─── DATA FOR ANALYSIS

pub mod cache;
pub mod config;
pub mod database;
pub mod entities;
pub mod error;
pub mod external;
pub mod handlers;
pub mod middlewares;
pub mod models;
pub mod services;
pub mod swagger;
pub mod utils;

pub use config::Config;
pub use error::{AppError, AppResult};
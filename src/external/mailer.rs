use crate::config::SmtpConfig;
use crate::error::{AppError, AppResult};
use lettre::message::Mailbox;
use lettre::transport::smtp::authentication::Credentials;
use lettre::{Message, SmtpTransport, Transport};

#[derive(Clone)]
pub struct Mailer {
    delivery: Option<Delivery>,
}

#[derive(Clone)]
struct Delivery {
    transport: SmtpTransport,
    from: Mailbox,
}

impl Mailer {
    pub fn new(config: &SmtpConfig) -> AppResult<Self> {
        if config.host.is_empty() {
            log::warn!("SMTP host not configured; outgoing mail will only be logged");
            return Ok(Self::disabled());
        }

        let from: Mailbox = format!("{} <{}>", config.sender_name, config.sender_email)
            .parse()
            .map_err(|e| AppError::ConfigError(format!("Invalid sender address: {e}")))?;

        let transport = SmtpTransport::relay(&config.host)
            .map_err(|e| AppError::ConfigError(format!("Invalid SMTP relay: {e}")))?
            .credentials(Credentials::new(
                config.username.clone(),
                config.password.clone(),
            ))
            .build();

        Ok(Self {
            delivery: Some(Delivery { transport, from }),
        })
    }

    /// Logs messages instead of sending them.
    pub fn disabled() -> Self {
        Self { delivery: None }
    }

    pub async fn send(&self, to: &str, subject: &str, body: String) -> AppResult<()> {
        let Some(delivery) = self.delivery.clone() else {
            log::info!("Mail delivery disabled, dropping \"{subject}\" to {to}: {body}");
            return Ok(());
        };

        let recipient: Mailbox = to
            .parse()
            .map_err(|e| AppError::ValidationError(format!("Invalid recipient address: {e}")))?;
        let message = Message::builder()
            .from(delivery.from)
            .to(recipient)
            .subject(subject)
            .body(body)
            .map_err(|e| AppError::MailError(e.to_string()))?;

        // lettre's SmtpTransport is blocking
        tokio::task::spawn_blocking(move || delivery.transport.send(&message))
            .await
            .map_err(|e| AppError::InternalError(format!("Mail task failed: {e}")))?
            .map_err(|e| AppError::MailError(e.to_string()))?;

        log::info!("Mail \"{subject}\" sent to {to}");
        Ok(())
    }

    pub async fn send_activation_code(&self, to: &str, first_name: &str, code: &str) -> AppResult<()> {
        let body = format!(
            "Hello {first_name},\n\nYour account activation code is: {code}\n\n\
             Enter it to confirm your email address.\n"
        );
        self.send(to, "Activate Your Account", body).await
    }

    pub async fn send_password_reset_code(&self, to: &str, code: &str) -> AppResult<()> {
        let body = format!(
            "Your password reset code is: {code}\n\n\
             If you did not request a password reset, you can ignore this email.\n"
        );
        self.send(to, "Password Reset Confirmation", body).await
    }

    pub async fn send_verification_code(&self, to: &str, code: &str) -> AppResult<()> {
        let body = format!("Your verification code is: {code}\n");
        self.send(to, "Your Verification Code", body).await
    }
}

#[cfg(test)]
mod tests {
    use super::*;

    #[tokio::test]
    async fn test_disabled_mailer_accepts_messages() {
        let mailer = Mailer::disabled();
        assert!(mailer.send_activation_code("a@x.com", "A", "123456").await.is_ok());
    }

    #[test]
    fn test_empty_host_disables_delivery() {
        let mailer = Mailer::new(&SmtpConfig::default()).unwrap();
        assert!(mailer.delivery.is_none());
    }

    #[test]
    fn test_rejects_invalid_sender() {
        let config = SmtpConfig {
            host: "smtp.example.com".into(),
            sender_email: "not-an-address".into(),
            ..SmtpConfig::default()
        };
        assert!(Mailer::new(&config).is_err());
    }
}
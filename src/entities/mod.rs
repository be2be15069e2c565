pub mod bookings;
pub mod test_dates;
pub mod users;

pub use bookings as booking_entity;
pub use test_dates as test_date_entity;
pub use users as user_entity;
pub use users::{Decision, PaymentProvider, PaymentStatus};
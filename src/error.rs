use actix_web::{HttpResponse, ResponseError};
use serde_json::json;
use thiserror::Error;

pub type AppResult<T> = Result<T, AppError>;

#[derive(Error, Debug)]
pub enum AppError {
    #[error("Database error: {0}")]
    DatabaseError(#[from] sea_orm::DbErr),

    #[error("Validation error: {0}")]
    ValidationError(String),

    #[error("Auth error: {0}")]
    AuthError(String),

    #[error("Not found: {0}")]
    NotFound(String),

    #[error("Forbidden")]
    Forbidden,

    #[error("Mail error: {0}")]
    MailError(String),

    #[error("Config error: {0}")]
    ConfigError(String),

    #[error("Internal server error: {0}")]
    InternalError(String),

    #[error("JWT error: {0}")]
    JwtError(#[from] jsonwebtoken::errors::Error),

    #[error("JSON serialization/deserialization error: {0}")]
    SerdeJsonError(#[from] serde_json::Error),
}

impl ResponseError for AppError {
    fn error_response(&self) -> HttpResponse {
        let (status_code, error_code, message) = match self {
            AppError::ValidationError(msg) => {
                log::warn!("Validation error: {msg}");
                (
                    actix_web::http::StatusCode::BAD_REQUEST,
                    "VALIDATION_ERROR",
                    msg.clone(),
                )
            }
            AppError::AuthError(msg) => {
                log::warn!("Authentication error: {msg}");
                (
                    actix_web::http::StatusCode::UNAUTHORIZED,
                    "AUTH_ERROR",
                    msg.clone(),
                )
            }
            AppError::JwtError(err) => {
                log::warn!("Token rejected: {err}");
                (
                    actix_web::http::StatusCode::UNAUTHORIZED,
                    "AUTH_ERROR",
                    "Token is invalid or expired".to_string(),
                )
            }
            AppError::NotFound(msg) => (
                actix_web::http::StatusCode::NOT_FOUND,
                "NOT_FOUND",
                msg.clone(),
            ),
            AppError::Forbidden => {
                log::warn!("Forbidden access");
                (
                    actix_web::http::StatusCode::FORBIDDEN,
                    "FORBIDDEN",
                    "You do not have permission to perform this action".to_string(),
                )
            }
            AppError::MailError(msg) => {
                log::error!("Mail error: {msg}");
                (
                    actix_web::http::StatusCode::BAD_GATEWAY,
                    "MAIL_ERROR",
                    "Failed to send email".to_string(),
                )
            }
            AppError::DatabaseError(err) => {
                log::error!("Database error: {err}");
                (
                    actix_web::http::StatusCode::INTERNAL_SERVER_ERROR,
                    "DATABASE_ERROR",
                    "Database error".to_string(),
                )
            }
            _ => {
                log::error!("Internal error: {self}");
                (
                    actix_web::http::StatusCode::INTERNAL_SERVER_ERROR,
                    "INTERNAL_ERROR",
                    "Internal server error".to_string(),
                )
            }
        };

        HttpResponse::build(status_code).json(json!({
            "success": false,
            "error": {
                "code": error_code,
                "message": message
            }
        }))
    }
}

#[cfg(test)]
mod tests {
    use super::*;
    use actix_web::http::StatusCode;

    #[test]
    fn test_validation_error_maps_to_bad_request() {
        let resp = AppError::ValidationError("No spots left for this date.".into()).error_response();
        assert_eq!(resp.status(), StatusCode::BAD_REQUEST);
    }

    #[test]
    fn test_status_codes() {
        assert_eq!(
            AppError::AuthError("x".into()).error_response().status(),
            StatusCode::UNAUTHORIZED
        );
        assert_eq!(AppError::Forbidden.error_response().status(), StatusCode::FORBIDDEN);
        assert_eq!(
            AppError::NotFound("x".into()).error_response().status(),
            StatusCode::NOT_FOUND
        );
        assert_eq!(
            AppError::DatabaseError(sea_orm::DbErr::Custom("boom".into()))
                .error_response()
                .status(),
            StatusCode::INTERNAL_SERVER_ERROR
        );
    }
}
impl BookingService {
    pub fn new(pool: DatabaseConnection) -> Self {
        Self { pool }
    }

    /// Booking counts per test date, for dates that have at least one booking.
    async fn booked_counts(&self) -> AppResult<HashMap<i64, i64>> {
        let rows = bookings::Entity::find()
            .select_only()
            .column(bookings::Column::TestDateId)
            .column_as(Expr::col(bookings::Column::Id).count(), "booked")
            .group_by(bookings::Column::TestDateId)
            .into_model::<BookedRow>()
            .all(&self.pool)
            .await?;
        Ok(rows.into_iter().map(|r| (r.test_date_id, r.booked)).collect())
    }

    /// Every test date with its live availability, earliest first.
    pub async fn list_test_dates(&self) -> AppResult<Vec<TestDateResponse>> {
        let dates = test_dates::Entity::find()
            .order_by_asc(test_dates::Column::Date)
            .order_by_asc(test_dates::Column::Time)
            .all(&self.pool)
            .await?;
        let counts = self.booked_counts().await?;

        Ok(dates
            .iter()
            .map(|d| TestDateResponse::new(d, counts.get(&d.id).copied().unwrap_or(0)))
            .collect())
    }

    /// The caller's bookings, most recent first.
    pub async fn list_my_bookings(&self, user_id: i64) -> AppResult<Vec<BookingListItem>> {
        let rows = bookings::Entity::find()
            .filter(bookings::Column::UserId.eq(user_id))
            .order_by_desc(bookings::Column::CreatedAt)
            .order_by_desc(bookings::Column::Id)
            .all(&self.pool)
            .await?;
        if rows.is_empty() {
            return Ok(Vec::new());
        }

        let dates: HashMap<i64, test_dates::Model> = test_dates::Entity::find()
            .filter(test_dates::Column::Id.is_in(rows.iter().map(|b| b.test_date_id)))
            .all(&self.pool)
            .await?
            .into_iter()
            .map(|d| (d.id, d))
            .collect();

        Ok(rows
            .iter()
            .filter_map(|b| dates.get(&b.test_date_id))
            .map(|d| BookingListItem {
                date: format_date(d.date),
                time: format_time(d.time),
            })
            .collect())
    }

    /// Reserves a seat. The test date row is locked for the duration of the checks
    /// so concurrent requests cannot oversell the last seat.
    pub async fn create_booking(
        &self,
        user_id: i64,
        request: CreateBookingRequest,
    ) -> AppResult<BookingResponse> {
        let txn = self.pool.begin().await?;

        let test_date = test_dates::Entity::find_by_id(request.test_date)
            .lock_exclusive()
            .one(&txn)
            .await?
            .ok_or_else(|| invalid_test_date(request.test_date))?;

        let booked = count_bookings(&txn, test_date.id).await?;
        if test_date.is_full(booked) {
            return Err(AppError::ValidationError(SLOT_FULL.to_string()));
        }

        let existing = bookings::Entity::find()
            .filter(bookings::Column::UserId.eq(user_id))
            .filter(bookings::Column::TestDateId.eq(test_date.id))
            .one(&txn)
            .await?;
        if existing.is_some() {
            return Err(AppError::ValidationError(ALREADY_BOOKED.to_string()));
        }

        let booking = bookings::ActiveModel {
            user_id: Set(user_id),
            test_date_id: Set(test_date.id),
            created_at: Set(chrono::Utc::now()),
            ..Default::default()
        }
        .insert(&txn)
        .await
        .map_err(|e| match e.sql_err() {
            Some(SqlErr::UniqueConstraintViolation(_)) => {
                AppError::ValidationError(ALREADY_BOOKED.to_string())
            }
            Some(SqlErr::ForeignKeyConstraintViolation(_)) => invalid_test_date(request.test_date),
            _ => e.into(),
        })?;

        txn.commit().await?;

        log::info!(
            "User {user_id} booked test date {} ({})",
            test_date.id,
            test_date
        );
        Ok(BookingResponse::new(
            booking.id,
            TestDateResponse::new(&test_date, booked + 1),
            booking.created_at,
        ))
    }

    pub async fn admin_list_test_dates(
        &self,
        query: &AdminTestDateQuery,
    ) -> AppResult<PaginatedResponse<AdminTestDateResponse>> {
        let params = query.pagination();
        let ordering = parse_ordering(query.ordering.as_deref())?;

        let mut select = test_dates::Entity::find();
        if let Some(date) = query.date.as_deref().filter(|d| !d.trim().is_empty()) {
            select = select.filter(test_dates::Column::Date.eq(parse_date(date)?));
        }
        if let Some(q) = query.q.as_deref().map(str::trim).filter(|q| !q.is_empty()) {
            let pattern = contains_pattern(q);
            let as_text = |column: test_dates::Column| {
                Expr::expr(Func::cast_as(
                    Expr::col((test_dates::Entity, column)),
                    Alias::new("TEXT"),
                ))
            };
            select = select.filter(
                sea_orm::Condition::any()
                    .add(as_text(test_dates::Column::Date).like(pattern.clone()))
                    .add(as_text(test_dates::Column::Time).like(pattern)),
            );
        }

        let total = select
            .clone()
            .select_only()
            .column_as(Expr::val(1).count(), "count")
            .into_model::<CountRow>()
            .one(&self.pool)
            .await?
            .map(|r| r.count)
            .unwrap_or(0);

        let booked = Expr::col((bookings::Entity, bookings::Column::Id)).count();
        let spots_left = Expr::col((test_dates::Entity, test_dates::Column::MaxSpots))
            .sub(Expr::col((bookings::Entity, bookings::Column::Id)).count());

        let mut select = select
            .select_only()
            .column(test_dates::Column::Id)
            .column(test_dates::Column::Date)
            .column(test_dates::Column::Time)
            .column(test_dates::Column::MaxSpots)
            .column_as(booked, "booked")
            .column_as(spots_left, "spots_left")
            .join(JoinType::LeftJoin, test_dates::Relation::Bookings.def())
            .group_by(test_dates::Column::Id);
        for (key, order) in ordering {
            select = select.order_by(key.expr(), order);
        }

        let rows = select
            .order_by_asc(test_dates::Column::Id)
            .limit(params.get_limit())
            .offset(params.get_offset())
            .into_model::<AdminTestDateRow>()
            .all(&self.pool)
            .await?;

        Ok(PaginatedResponse::new(
            rows.into_iter().map(Into::into).collect(),
            &params,
            total as u64,
        ))
    }

    pub async fn create_test_date(
        &self,
        request: CreateTestDateRequest,
    ) -> AppResult<TestDateResponse> {
        let date = parse_date(&request.date)?;
        let time = request
            .time
            .as_deref()
            .filter(|t| !t.trim().is_empty())
            .map(parse_time)
            .transpose()?;
        let max_spots = validate_max_spots(
            request
                .max_spots
                .unwrap_or(test_dates::DEFAULT_MAX_SPOTS),
        )?;

        let model = test_dates::ActiveModel {
            date: Set(date),
            time: Set(time),
            max_spots: Set(max_spots),
            created_at: Set(Some(chrono::Utc::now())),
            ..Default::default()
        }
        .insert(&self.pool)
        .await
        .map_err(map_test_date_write_error)?;

        log::info!("Test date {} created ({model})", model.id);
        Ok(TestDateResponse::new(&model, 0))
    }

    pub async fn update_test_date(
        &self,
        id: i64,
        request: UpdateTestDateRequest,
    ) -> AppResult<TestDateResponse> {
        let existing = test_dates::Entity::find_by_id(id)
            .one(&self.pool)
            .await?
            .ok_or_else(|| AppError::NotFound("Test date not found".to_string()))?;

        let mut model = existing.into_active_model();
        if let Some(date) = &request.date {
            model.date = Set(parse_date(date)?);
        }
        if let Some(time) = &request.time {
            model.time = Set(match time.trim() {
                "" => None,
                t => Some(parse_time(t)?),
            });
        }
        if let Some(max_spots) = request.max_spots {
            model.max_spots = Set(validate_max_spots(max_spots)?);
        }

        let updated = model
            .update(&self.pool)
            .await
            .map_err(map_test_date_write_error)?;
        let booked = count_bookings(&self.pool, updated.id).await?;
        Ok(TestDateResponse::new(&updated, booked))
    }

    /// Deleting a test date also removes its bookings.
    pub async fn delete_test_date(&self, id: i64) -> AppResult<()> {
        let result = test_dates::Entity::delete_by_id(id).exec(&self.pool).await?;
        if result.rows_affected == 0 {
            return Err(AppError::NotFound("Test date not found".to_string()));
        }
        log::info!("Test date {id} deleted");
        Ok(())
    }

    pub async fn admin_list_bookings(
        &self,
        query: &AdminBookingQuery,
    ) -> AppResult<PaginatedResponse<AdminBookingResponse>> {
        let params = query.pagination();

        let mut select = bookings::Entity::find();
        if let Some(test_date_id) = query.test_date {
            select = select.filter(bookings::Column::TestDateId.eq(test_date_id));
        }
        if let Some(q) = query.q.as_deref().map(str::trim).filter(|q| !q.is_empty()) {
            select = select
                .join(JoinType::InnerJoin, bookings::Relation::User.def())
                .filter(
                    Expr::expr(Func::lower(Expr::col((users::Entity, users::Column::Email))))
                        .like(contains_pattern(&q.to_lowercase())),
                );
        }

        let total = select
            .clone()
            .select_only()
            .column_as(Expr::val(1).count(), "count")
            .into_model::<CountRow>()
            .one(&self.pool)
            .await?
            .map(|r| r.count)
            .unwrap_or(0);

        let rows = select
            .order_by_desc(bookings::Column::CreatedAt)
            .order_by_desc(bookings::Column::Id)
            .limit(params.get_limit())
            .offset(params.get_offset())
            .all(&self.pool)
            .await?;

        let emails: HashMap<i64, String> = if rows.is_empty() {
            HashMap::new()
        } else {
            users::Entity::find()
                .filter(users::Column::Id.is_in(rows.iter().map(|b| b.user_id)))
                .all(&self.pool)
                .await?
                .into_iter()
                .map(|u| (u.id, u.email))
                .collect()
        };
        let dates: HashMap<i64, test_dates::Model> = if rows.is_empty() {
            HashMap::new()
        } else {
            test_dates::Entity::find()
                .filter(test_dates::Column::Id.is_in(rows.iter().map(|b| b.test_date_id)))
                .all(&self.pool)
                .await?
                .into_iter()
                .map(|d| (d.id, d))
                .collect()
        };

        let data = rows
            .into_iter()
            .map(|b| AdminBookingResponse {
                id: b.id,
                user_id: b.user_id,
                user_email: emails.get(&b.user_id).cloned().unwrap_or_default(),
                test_date_id: b.test_date_id,
                test_date: dates
                    .get(&b.test_date_id)
                    .map(ToString::to_string)
                    .unwrap_or_default(),
                created_at: b.created_at,
            })
            .collect();

        Ok(PaginatedResponse::new(data, &params, total as u64))
    }
}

──────

WHAT TO DO: Read through the lines above and collect those that contain the string "like".

RESULT OF THIS EXERCISE:
                    .add(as_text(test_dates::Column::Date).like(pattern.clone()))
                    .add(as_text(test_dates::Column::Time).like(pattern)),
                        .like(contains_pattern(&q.to_lowercase())),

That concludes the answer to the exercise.